A sugar sweetened beverage (SSB) tax has been shown to be effective in reducing consumption of SSBs and increasing government revenue, but the fairness of such a policy should also be considered. We assess the cost-effectiveness of a SSB tax of 20% for Australia with explicit inclusion of equity through the distribution of health gains and the financial impacts by socioeconomic position (SEP) subgroup.
Cohort models were used for each Socio-Economic Indexes for Areas (SEIFA) quintile to estimate the impact of the tax on body mass index (BMI) for the 2010 Australian population. The health-adjusted life years (HALYs) and health care costs averted were estimated as a result of the changes in BMI resulting from the predicted decrease in SSB consumption, taking into account the diseases that have a demonstrated significant contribution to risk of excess weight.

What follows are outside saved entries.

//! The tone primitive: pure-sine rendering and sample-aligned overlay.
//!
//! Every call the engine composes bottoms out here. A [`ToneSpec`] is a
//! frequency/duration pair; [`generate_tone`] renders it as a sine at a
//! fixed −6 dB reference level, leaving headroom for the detune overlay
//! the chirp synthesizer mixes in. Sample rate is always an explicit
//! argument, never a process global.

use thiserror::Error;

use crate::buffer::{ms_to_samples, SampleBuffer};
use crate::dsp::{db_to_lin, fill_sine, TAU};

/// Reference level for a freshly generated tone, dB below full scale.
pub const TONE_LEVEL_DB: f32 = -6.0;

/// Errors from tone generation.
#[derive(Debug, Clone, Copy, PartialEq, Error)]
pub enum ToneError {
    /// A frequency or duration that cannot produce a tone reached the
    /// oscillator. Not retried here; callers decide whether to re-draw.
    #[error("invalid tone: {freq_hz} Hz for {duration_ms} ms")]
    InvalidToneSpec { freq_hz: f32, duration_ms: f32 },
}

/// A pure tone request: frequency in Hz, duration in milliseconds.
/// Immutable once built; consumed by [`generate_tone`].
#[derive(Copy, Clone, Debug, PartialEq)]
pub struct ToneSpec {
    pub freq_hz: f32,
    pub duration_ms: f32,
}

impl ToneSpec {
    #[inline]
    pub fn new(freq_hz: f32, duration_ms: f32) -> Self {
        Self { freq_hz, duration_ms }
    }

    /// A tone is renderable when both fields are finite and positive.
    #[inline]
    pub fn validate(&self) -> Result<(), ToneError> {
        if self.freq_hz > 0.0
            && self.freq_hz.is_finite()
            && self.duration_ms > 0.0
            && self.duration_ms.is_finite()
        {
            Ok(())
        } else {
            Err(ToneError::InvalidToneSpec {
                freq_hz: self.freq_hz,
                duration_ms: self.duration_ms,
            })
        }
    }
}

/// Render `spec` as a sine at the −6 dB reference level.
///
/// The buffer holds `round(duration_ms * sample_rate / 1000)` samples of
/// `sin(2π · f · i / sample_rate)`.
pub fn generate_tone(spec: ToneSpec, sample_rate: u32) -> Result<SampleBuffer, ToneError> {
    spec.validate()?;
    let n = ms_to_samples(spec.duration_ms, sample_rate);
    let mut buf = SampleBuffer::from_samples(vec![0.0; n], sample_rate);
    let mut phase = 0.0_f32;
    let phase_inc = TAU * spec.freq_hz / sample_rate as f32;
    fill_sine(buf.samples_mut(), &mut phase, phase_inc, db_to_lin(TONE_LEVEL_DB));
    Ok(buf)
}

/// Sum `b` into `a` at `gain_b_db`, aligned at sample 0.
///
/// The shorter input is implicitly zero-padded; the result has the
/// length of the longer one. Both inputs must share a sample rate.
pub fn overlay(a: &SampleBuffer, b: &SampleBuffer, gain_b_db: f32) -> SampleBuffer {
    assert_eq!(
        a.sample_rate(),
        b.sample_rate(),
        "overlaying across sample rates"
    );
    let gain = db_to_lin(gain_b_db);
    let n = a.len().max(b.len());
    let mut out = Vec::with_capacity(n);
    for i in 0..n {
        let xa = a.samples().get(i).copied().unwrap_or(0.0);
        let xb = b.samples().get(i).copied().unwrap_or(0.0);
        out.push(xa + xb * gain);
    }
    SampleBuffer::from_samples(out, a.sample_rate())
}

// ------------------------------------ Tests --------------------------------------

SEP specific inputs included baseline BMI and SSB intake, price elasticities, incidence and prevalence of disease and mortality. We also estimated quintile specific changes in expenditure on SSB, tax burden and tax revenue raised.
Application of a 20% SSB tax across the Australian population will lead to improvements in HALYs and considerable health care cost savings across the Australian population, with the greatest gains in the lowest SEP group. We estimate the increase in annual expenditure on SSBs to be around $4 higher in the lowest quintile compared to the highest (around $11 compared to $7). Total tax revenue resulting from this policy is estimated to be $610m.
A SSB tax can bring substantial health and health care cost savings, especially to those in the lowest SEP group. The tax revenue could potentially fund interventions that further reduce rates of obesity and or reduce the obesity disparities between SEP groups.